As I said the behavior has a function (making contact) so the best strategy is to try to replace the loud noises with a more acceptable vocalization for the function of contact. This is not something that can be done overnight, it takes time and patience on the part of the owner. Start by choosing a vocalization already used by your bird, one that is not so loud or high energy as the scream. Every time you hear the chosen vocalization reinforce it by responding in kind if you are out of the room or by offering a treat if you are near your bird. When the loud noise occurs ignore it, do not respond and for sure do not enter the room. What we are trying to do is to make the new sound more rewarding than the old sound. The old sound may never go away; indeed it may resurge from time to time, however by keeping the reinforcement for the “good” sound high we can hopefully keep it at the top of your bird’s preferred list of contact calls.


As you can imagine when we bring home a new young bird it is very important that we are aware of how we may easily train him to be a loud, obnoxious adult. Should your new bird start making a loud noise be careful how you respond.

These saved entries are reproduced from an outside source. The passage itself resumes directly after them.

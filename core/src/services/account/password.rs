//! bcrypt password hashing

use sg_shared::config::PasswordConfig;
use tracing::error;

use crate::errors::{DomainError, DomainResult};

/// Hashes and verifies passwords with bcrypt.
///
/// bcrypt is CPU bound, so both operations run on the blocking pool.
#[derive(Debug, Clone, Copy)]
pub struct PasswordHasher {
    cost: u32,
}

impl PasswordHasher {
    /// Uses `cost` as given; bcrypt itself rejects values outside 4..=31
    pub fn new(cost: u32) -> Self {
        Self { cost }
    }

    /// Uses the clamped cost from configuration
    pub fn from_config(config: &PasswordConfig) -> Self {
        Self::new(PasswordConfig::sanitize_cost(Some(config.bcrypt_cost)))
    }

    pub fn cost(&self) -> u32 {
        self.cost
    }

    pub async fn hash(&self, plaintext: &str) -> DomainResult<String> {
        let plaintext = plaintext.to_owned();
        let cost = self.cost;

        tokio::task::spawn_blocking(move || bcrypt::hash(plaintext, cost))
            .await
            .map_err(|e| DomainError::Internal {
                message: format!("Password hashing task failed: {}", e),
            })?
            .map_err(|e| {
                error!(error = %e, "Failed to hash password");
                DomainError::Internal {
                    message: format!("Failed to hash password: {}", e),
                }
            })
    }

    /// False for a mismatch and for a digest bcrypt cannot parse
    pub async fn verify(&self, plaintext: &str, digest: &str) -> bool {
        let plaintext = plaintext.to_owned();
        let digest = digest.to_owned();

        tokio::task::spawn_blocking(move || bcrypt::verify(plaintext, &digest).unwrap_or(false))
            .await
            .unwrap_or(false)
    }
}

impl Default for PasswordHasher {
    fn default() -> Self {
        Self::from_config(&PasswordConfig::default())
    }
}
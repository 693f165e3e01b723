//! Domain-specific error types and error handling.

mod types;

// Re-export all error types
pub use types::{AuthError, TokenError, ValidationError};

use thiserror::Error;

/// Core domain errors (general purpose)
#[derive(Error, Debug)]
pub enum DomainError {
    #[error("Validation error: {message}")]
    Validation { message: String },

    #[error("Resource not found: {resource}")]
    NotFound { resource: String },

    #[error("Internal error: {message}")]
    Internal { message: String },

    // Bridge to specific error types
    #[error(transparent)]
    Auth(#[from] AuthError),

    #[error(transparent)]
    Token(#[from] TokenError),

    #[error(transparent)]
    ValidationErr(#[from] ValidationError),
}

impl DomainError {
    /// Token failure carried by this error, if any
    pub fn as_token_error(&self) -> Option<&TokenError> {
        match self {
            DomainError::Token(err) => Some(err),
            _ => None,
        }
    }

    /// Whether the caller should be treated as unauthenticated
    pub fn is_unauthenticated(&self) -> bool {
        match self {
            DomainError::Token(err) => err.is_rejection(),
            DomainError::Auth(AuthError::InvalidCredentials) => true,
            _ => false,
        }
    }
}

pub type DomainResult<T> = Result<T, DomainError>;

#[cfg(test)]
mod tests {
    use super::*;

    #[test]
    fn test_bridged_errors_keep_their_message() {
        let err: DomainError = TokenError::Revoked.into();
        assert_eq!(err.to_string(), "Token revoked");
        assert!(matches!(err.as_token_error(), Some(TokenError::Revoked)));

        let err: DomainError = AuthError::EmailAlreadyExists.into();
        assert_eq!(err.to_string(), "Email already exists");
        assert!(err.as_token_error().is_none());
    }

    #[test]
    fn test_unauthenticated_classification() {
        let rejected: DomainError = TokenError::Expired.into();
        assert!(rejected.is_unauthenticated());

        let credentials: DomainError = AuthError::InvalidCredentials.into();
        assert!(credentials.is_unauthenticated());

        let store: DomainError = TokenError::StoreUnavailable {
            message: "connection refused".to_string(),
        }
        .into();
        assert!(!store.is_unauthenticated());

        let internal = DomainError::Internal {
            message: "boom".to_string(),
        };
        assert!(!internal.is_unauthenticated());
    }
}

Tossing a treat may well make him go quiet at that moment … however when he sees you near the treat jar …


When you are on the phone and he makes noise … hand over a treat and the phone may become the cue for making noise in the future.


By ignoring these loud vocalizations when the bird is young and by reinforcing acceptable communication we can hopefully avoid some of the really loud vocalizations in the future. The reinforcement of acceptable noises is really important; we need to give the bird a means of fulfilling the function of contact. If we simply try to stop the contact calls we are probably setting ourselves and our birds up for failure.